The task >>
Below are records; copy every line among them that contains the word "must".

[Stored data entries]
==============================

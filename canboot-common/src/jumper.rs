// SPDX-License-Identifier: MIT
// Copyright (c) 2026 ADNT Sarl <info@adnt.io>

//! Boot decision - pure logic without hardware dependencies.
//!
//! A [`JumpRecord`] left in RAM before a soft reset tells the next boot what
//! to do. The bootloader reads it before initialising any hardware and
//! [`decide`]s whether to jump to the application or to stay.

use crate::config::BootConfig;
use crate::protocol::{SRAM_BASE, SRAM_END};

pub const JUMP_RECORD_MAGIC: u32 = 0x4A55_4D50; // "JUMP"

const CMD_NONE: u32 = 0;
const CMD_JUMP: u32 = 1;
const CMD_STAY: u32 = 2;

/// Command left for the next boot.
#[derive(Debug, Clone, Copy, PartialEq, Eq)]
#[cfg_attr(feature = "defmt", derive(defmt::Format))]
pub enum JumpCommand {
    /// Cold boot, or nothing requested.
    None,
    /// Jump to the image whose vector table is at the address.
    Jump(u32),
    /// Stay in the bootloader, e.g. the application asked for an update.
    Stay,
}

/// Command record, four words in RAM that survive a soft reset (repr(C), 16 bytes).
#[repr(C)]
#[derive(Debug, Clone, Copy, PartialEq, Eq)]
pub struct JumpRecord {
    pub magic: u32,
    pub command: u32,
    pub parameter: u32,
    pub check: u32,
}

// Compile-time size check
const _: () = assert!(core::mem::size_of::<JumpRecord>() == 16);

impl JumpRecord {
    pub fn new(command: JumpCommand) -> Self {
        let (command, parameter) = match command {
            JumpCommand::None => (CMD_NONE, 0),
            JumpCommand::Jump(address) => (CMD_JUMP, address),
            JumpCommand::Stay => (CMD_STAY, 0),
        };
        Self {
            magic: JUMP_RECORD_MAGIC,
            command,
            parameter,
            check: Self::check_word(JUMP_RECORD_MAGIC, command, parameter),
        }
    }

    /// Record that decodes to [`JumpCommand::None`].
    pub const fn cleared() -> Self {
        Self {
            magic: 0,
            command: 0,
            parameter: 0,
            check: 0,
        }
    }

    const fn check_word(magic: u32, command: u32, parameter: u32) -> u32 {
        !(magic ^ command ^ parameter)
    }

    pub fn is_valid(&self) -> bool {
        self.magic == JUMP_RECORD_MAGIC
            && self.check == Self::check_word(self.magic, self.command, self.parameter)
    }

    /// Command carried by the record. Garbage left by a power cycle reads as None.
    pub fn command(&self) -> JumpCommand {
        if !self.is_valid() {
            return JumpCommand::None;
        }
        match self.command {
            CMD_JUMP => JumpCommand::Jump(self.parameter),
            CMD_STAY => JumpCommand::Stay,
            _ => JumpCommand::None,
        }
    }

    /// Read the record via volatile reads.
    ///
    /// # Safety
    /// `addr` must point to a readable, word-aligned region of at least 16 bytes.
    pub unsafe fn read_from(addr: u32) -> Self {
        core::ptr::read_volatile(addr as *const Self)
    }

    /// Write the record via volatile writes.
    ///
    /// # Safety
    /// `addr` must point to a writable, word-aligned region of at least 16
    /// bytes that nothing else uses.
    pub unsafe fn write_to(&self, addr: u32) {
        core::ptr::write_volatile(addr as *mut Self, *self);
    }
}

/// First two words of an image's vector table.
#[derive(Debug, Clone, Copy, PartialEq, Eq)]
pub struct VectorTable {
    pub initial_sp: u32,
    pub reset_vector: u32,
}

impl VectorTable {
    /// A bootable image has its stack in SRAM and its reset handler, a Thumb
    /// address, inside `[image_start, image_end)`.
    pub fn is_valid_for(&self, image_start: u32, image_end: u32) -> bool {
        let sp_ok = (SRAM_BASE..=SRAM_END).contains(&self.initial_sp);
        let entry = self.reset_vector & !1;
        let reset_ok = self.reset_vector & 1 == 1 && (image_start..image_end).contains(&entry);
        sp_ok && reset_ok
    }
}

/// What the bootloader does at power-up.
#[derive(Debug, Clone, Copy, PartialEq, Eq)]
#[cfg_attr(feature = "defmt", derive(defmt::Format))]
pub enum BootAction {
    JumpToApplication(u32),
    /// Run the CAN bootloader; with a countdown it falls back to the application.
    RunBootloader { countdown_ms: Option<u32> },
}

/// Select the boot action from the persisted command.
///
/// `app_valid` tells whether the image at the jump address looks bootable.
pub fn decide(command: JumpCommand, app_valid: bool, config: &BootConfig) -> BootAction {
    match command {
        JumpCommand::Jump(address) if app_valid => BootAction::JumpToApplication(address),
        JumpCommand::Jump(_) | JumpCommand::Stay => BootAction::RunBootloader { countdown_ms: None },
        JumpCommand::None => BootAction::RunBootloader {
            countdown_ms: Some(config.countdown_ms),
        },
    }
}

==============================

Answer to the problem >>
    /// `addr` must point to a readable, word-aligned region of at least 16 bytes.
    /// `addr` must point to a writable, word-aligned region of at least 16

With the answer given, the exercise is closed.